● Exercise instructions: Using the records provided below, locate and copy each line that contains the word "IntakeOutcome".

● Exercise inputs:

========

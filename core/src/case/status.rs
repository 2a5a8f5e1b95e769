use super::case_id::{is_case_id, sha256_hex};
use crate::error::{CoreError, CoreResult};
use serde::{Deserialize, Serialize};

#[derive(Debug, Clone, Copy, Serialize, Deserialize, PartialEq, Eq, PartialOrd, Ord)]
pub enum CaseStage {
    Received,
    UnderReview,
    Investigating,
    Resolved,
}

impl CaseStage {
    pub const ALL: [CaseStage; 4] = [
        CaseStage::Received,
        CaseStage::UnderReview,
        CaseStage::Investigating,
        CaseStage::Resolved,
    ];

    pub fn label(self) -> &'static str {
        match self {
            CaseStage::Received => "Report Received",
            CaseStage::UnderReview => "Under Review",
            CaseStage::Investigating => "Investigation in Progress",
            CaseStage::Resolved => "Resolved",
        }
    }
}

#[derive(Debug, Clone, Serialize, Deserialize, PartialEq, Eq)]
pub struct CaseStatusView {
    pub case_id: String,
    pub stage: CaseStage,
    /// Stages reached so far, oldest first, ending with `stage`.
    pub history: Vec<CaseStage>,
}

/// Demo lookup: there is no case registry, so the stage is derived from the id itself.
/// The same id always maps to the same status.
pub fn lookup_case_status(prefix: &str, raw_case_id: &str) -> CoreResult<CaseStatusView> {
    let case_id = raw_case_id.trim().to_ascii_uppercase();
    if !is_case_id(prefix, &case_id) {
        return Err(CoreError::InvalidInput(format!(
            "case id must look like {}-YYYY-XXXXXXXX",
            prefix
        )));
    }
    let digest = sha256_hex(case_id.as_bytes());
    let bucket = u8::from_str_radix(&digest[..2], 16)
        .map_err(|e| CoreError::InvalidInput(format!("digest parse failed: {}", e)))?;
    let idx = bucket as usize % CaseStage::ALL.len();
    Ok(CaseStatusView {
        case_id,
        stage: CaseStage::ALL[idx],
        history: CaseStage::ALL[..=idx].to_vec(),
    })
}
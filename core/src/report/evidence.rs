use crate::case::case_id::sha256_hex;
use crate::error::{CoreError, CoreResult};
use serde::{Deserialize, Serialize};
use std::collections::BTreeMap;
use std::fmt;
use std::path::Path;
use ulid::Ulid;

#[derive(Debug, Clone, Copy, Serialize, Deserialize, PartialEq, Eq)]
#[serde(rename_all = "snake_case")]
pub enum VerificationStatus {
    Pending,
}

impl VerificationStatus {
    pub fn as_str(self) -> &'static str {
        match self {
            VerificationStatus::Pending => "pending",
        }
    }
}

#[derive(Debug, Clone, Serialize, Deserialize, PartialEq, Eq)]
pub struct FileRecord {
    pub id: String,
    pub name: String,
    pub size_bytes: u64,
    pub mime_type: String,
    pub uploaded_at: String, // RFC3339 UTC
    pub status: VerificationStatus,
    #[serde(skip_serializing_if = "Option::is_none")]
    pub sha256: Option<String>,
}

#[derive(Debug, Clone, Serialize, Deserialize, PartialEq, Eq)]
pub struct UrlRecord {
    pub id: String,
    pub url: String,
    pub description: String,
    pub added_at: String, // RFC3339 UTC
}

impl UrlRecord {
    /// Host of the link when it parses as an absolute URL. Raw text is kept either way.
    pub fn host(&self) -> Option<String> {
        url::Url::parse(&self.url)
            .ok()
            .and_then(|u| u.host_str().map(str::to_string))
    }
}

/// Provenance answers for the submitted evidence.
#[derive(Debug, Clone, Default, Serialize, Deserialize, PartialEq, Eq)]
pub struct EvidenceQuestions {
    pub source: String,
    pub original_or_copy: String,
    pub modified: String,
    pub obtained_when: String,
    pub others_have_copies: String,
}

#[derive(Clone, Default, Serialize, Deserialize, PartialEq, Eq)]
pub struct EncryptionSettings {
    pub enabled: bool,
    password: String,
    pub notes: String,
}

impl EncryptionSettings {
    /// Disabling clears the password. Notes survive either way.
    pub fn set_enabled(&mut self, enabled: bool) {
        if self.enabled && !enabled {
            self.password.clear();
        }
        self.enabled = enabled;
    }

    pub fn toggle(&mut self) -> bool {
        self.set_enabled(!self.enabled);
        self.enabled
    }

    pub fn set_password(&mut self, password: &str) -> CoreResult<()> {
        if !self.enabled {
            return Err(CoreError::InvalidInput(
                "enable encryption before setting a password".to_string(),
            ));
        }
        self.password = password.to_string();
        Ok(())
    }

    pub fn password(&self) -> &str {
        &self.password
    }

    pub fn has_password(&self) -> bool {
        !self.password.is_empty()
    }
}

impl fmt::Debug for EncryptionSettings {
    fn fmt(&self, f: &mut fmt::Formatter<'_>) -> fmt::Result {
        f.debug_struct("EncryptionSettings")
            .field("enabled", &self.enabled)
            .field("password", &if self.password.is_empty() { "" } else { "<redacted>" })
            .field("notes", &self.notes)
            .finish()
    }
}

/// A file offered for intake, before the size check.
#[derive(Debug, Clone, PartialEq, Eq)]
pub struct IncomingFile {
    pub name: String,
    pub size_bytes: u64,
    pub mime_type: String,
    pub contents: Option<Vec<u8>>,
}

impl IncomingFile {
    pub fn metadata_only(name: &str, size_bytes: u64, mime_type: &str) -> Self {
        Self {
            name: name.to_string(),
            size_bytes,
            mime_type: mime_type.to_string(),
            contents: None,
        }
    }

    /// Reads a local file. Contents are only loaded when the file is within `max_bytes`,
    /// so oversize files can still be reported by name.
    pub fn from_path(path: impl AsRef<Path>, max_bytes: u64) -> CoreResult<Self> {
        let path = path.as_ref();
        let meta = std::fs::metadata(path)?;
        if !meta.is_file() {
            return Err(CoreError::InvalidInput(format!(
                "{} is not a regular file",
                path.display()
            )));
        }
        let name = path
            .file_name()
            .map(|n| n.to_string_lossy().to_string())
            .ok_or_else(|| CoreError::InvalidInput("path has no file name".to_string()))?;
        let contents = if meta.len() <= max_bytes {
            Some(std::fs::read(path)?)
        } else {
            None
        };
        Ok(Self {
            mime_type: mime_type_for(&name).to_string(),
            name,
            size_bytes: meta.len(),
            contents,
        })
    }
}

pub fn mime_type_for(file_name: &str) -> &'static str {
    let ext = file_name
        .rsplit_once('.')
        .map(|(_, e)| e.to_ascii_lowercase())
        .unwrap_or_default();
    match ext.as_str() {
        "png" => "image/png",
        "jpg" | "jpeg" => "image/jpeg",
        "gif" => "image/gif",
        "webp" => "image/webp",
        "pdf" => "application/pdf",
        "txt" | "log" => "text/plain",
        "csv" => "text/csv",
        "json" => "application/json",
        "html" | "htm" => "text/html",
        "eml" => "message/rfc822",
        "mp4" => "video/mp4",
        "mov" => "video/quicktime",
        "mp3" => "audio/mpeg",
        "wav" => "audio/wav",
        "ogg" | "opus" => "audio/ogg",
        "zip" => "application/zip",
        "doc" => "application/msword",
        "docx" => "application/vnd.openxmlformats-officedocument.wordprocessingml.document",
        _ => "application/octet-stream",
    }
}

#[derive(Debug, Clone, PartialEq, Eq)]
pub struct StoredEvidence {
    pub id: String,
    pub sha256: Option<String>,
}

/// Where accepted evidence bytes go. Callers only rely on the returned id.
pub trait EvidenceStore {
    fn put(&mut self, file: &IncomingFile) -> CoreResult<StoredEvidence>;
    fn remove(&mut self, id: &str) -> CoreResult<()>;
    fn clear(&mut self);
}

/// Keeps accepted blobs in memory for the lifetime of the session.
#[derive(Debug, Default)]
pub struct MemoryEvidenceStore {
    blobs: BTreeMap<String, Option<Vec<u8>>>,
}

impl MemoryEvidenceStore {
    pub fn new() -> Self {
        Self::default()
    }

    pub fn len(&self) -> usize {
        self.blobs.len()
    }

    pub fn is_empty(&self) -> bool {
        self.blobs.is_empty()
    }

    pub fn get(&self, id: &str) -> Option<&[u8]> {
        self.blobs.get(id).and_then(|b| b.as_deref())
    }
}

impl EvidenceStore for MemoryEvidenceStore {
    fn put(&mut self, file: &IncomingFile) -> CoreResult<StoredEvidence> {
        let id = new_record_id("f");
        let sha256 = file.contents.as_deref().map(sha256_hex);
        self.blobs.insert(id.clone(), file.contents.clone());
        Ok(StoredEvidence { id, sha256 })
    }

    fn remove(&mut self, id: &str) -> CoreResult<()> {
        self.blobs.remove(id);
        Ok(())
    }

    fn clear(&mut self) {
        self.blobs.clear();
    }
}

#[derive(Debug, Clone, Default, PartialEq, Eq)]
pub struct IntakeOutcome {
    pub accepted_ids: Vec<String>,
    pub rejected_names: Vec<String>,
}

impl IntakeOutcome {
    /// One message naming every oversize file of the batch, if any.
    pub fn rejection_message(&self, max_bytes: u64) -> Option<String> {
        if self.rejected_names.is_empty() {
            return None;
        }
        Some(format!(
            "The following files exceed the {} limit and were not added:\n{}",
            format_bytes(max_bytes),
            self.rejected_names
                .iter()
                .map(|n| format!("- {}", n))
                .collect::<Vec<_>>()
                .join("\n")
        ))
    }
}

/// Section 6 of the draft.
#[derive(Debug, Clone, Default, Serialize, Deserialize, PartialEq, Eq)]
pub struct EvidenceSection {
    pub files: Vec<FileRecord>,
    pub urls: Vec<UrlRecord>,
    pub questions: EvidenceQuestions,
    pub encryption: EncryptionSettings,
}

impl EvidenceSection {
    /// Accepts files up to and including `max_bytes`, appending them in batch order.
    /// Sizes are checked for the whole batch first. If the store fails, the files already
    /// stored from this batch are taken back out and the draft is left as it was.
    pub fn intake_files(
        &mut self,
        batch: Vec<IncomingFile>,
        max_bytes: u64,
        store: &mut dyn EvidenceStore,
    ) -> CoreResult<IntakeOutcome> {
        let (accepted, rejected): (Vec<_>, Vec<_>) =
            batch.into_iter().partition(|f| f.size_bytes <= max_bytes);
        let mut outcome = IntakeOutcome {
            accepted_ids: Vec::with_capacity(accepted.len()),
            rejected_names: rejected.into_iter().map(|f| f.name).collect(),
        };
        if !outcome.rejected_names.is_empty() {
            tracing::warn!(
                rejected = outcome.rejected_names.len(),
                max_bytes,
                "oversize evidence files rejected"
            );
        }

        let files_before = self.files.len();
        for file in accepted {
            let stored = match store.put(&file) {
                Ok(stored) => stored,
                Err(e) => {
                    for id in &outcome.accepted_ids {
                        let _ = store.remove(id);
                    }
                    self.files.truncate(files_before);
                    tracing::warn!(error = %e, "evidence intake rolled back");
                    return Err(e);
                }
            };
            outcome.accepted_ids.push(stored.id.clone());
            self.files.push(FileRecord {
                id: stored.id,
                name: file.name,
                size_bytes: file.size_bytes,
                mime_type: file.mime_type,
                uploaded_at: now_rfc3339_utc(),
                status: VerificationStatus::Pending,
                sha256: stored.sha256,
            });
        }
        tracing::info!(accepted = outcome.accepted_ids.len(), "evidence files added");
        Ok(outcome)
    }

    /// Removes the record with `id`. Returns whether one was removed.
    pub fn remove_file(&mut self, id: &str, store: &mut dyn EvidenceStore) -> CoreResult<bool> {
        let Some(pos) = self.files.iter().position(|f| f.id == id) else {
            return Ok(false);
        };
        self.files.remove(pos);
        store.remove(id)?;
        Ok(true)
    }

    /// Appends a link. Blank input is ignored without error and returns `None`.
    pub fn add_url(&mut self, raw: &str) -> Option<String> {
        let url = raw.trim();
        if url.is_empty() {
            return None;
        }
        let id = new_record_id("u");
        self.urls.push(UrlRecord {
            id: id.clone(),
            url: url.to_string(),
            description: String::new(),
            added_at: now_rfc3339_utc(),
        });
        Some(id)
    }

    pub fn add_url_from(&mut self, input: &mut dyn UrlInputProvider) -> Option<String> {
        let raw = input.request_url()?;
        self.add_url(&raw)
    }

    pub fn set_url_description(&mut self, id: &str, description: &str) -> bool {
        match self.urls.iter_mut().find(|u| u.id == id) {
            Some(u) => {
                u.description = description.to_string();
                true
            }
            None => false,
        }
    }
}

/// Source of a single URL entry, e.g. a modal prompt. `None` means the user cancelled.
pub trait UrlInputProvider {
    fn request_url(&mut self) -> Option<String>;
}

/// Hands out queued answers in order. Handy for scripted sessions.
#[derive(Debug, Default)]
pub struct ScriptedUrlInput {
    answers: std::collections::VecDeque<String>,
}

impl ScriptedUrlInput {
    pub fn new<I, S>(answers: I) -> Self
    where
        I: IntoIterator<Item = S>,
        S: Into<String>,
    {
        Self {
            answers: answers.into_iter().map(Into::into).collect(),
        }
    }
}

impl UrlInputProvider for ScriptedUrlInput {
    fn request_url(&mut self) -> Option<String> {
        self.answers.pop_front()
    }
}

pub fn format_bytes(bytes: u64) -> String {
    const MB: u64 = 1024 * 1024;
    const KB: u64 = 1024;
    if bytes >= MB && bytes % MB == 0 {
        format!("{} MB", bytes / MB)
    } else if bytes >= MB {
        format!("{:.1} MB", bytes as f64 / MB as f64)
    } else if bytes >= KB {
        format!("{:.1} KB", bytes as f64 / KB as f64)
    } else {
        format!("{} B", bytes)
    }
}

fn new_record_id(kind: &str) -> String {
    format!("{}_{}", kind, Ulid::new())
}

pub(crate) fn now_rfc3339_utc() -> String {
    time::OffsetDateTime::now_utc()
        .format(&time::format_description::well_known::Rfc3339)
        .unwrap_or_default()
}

========

● Answer space:
pub struct IntakeOutcome {
impl IntakeOutcome {
    ) -> CoreResult<IntakeOutcome> {
        let mut outcome = IntakeOutcome {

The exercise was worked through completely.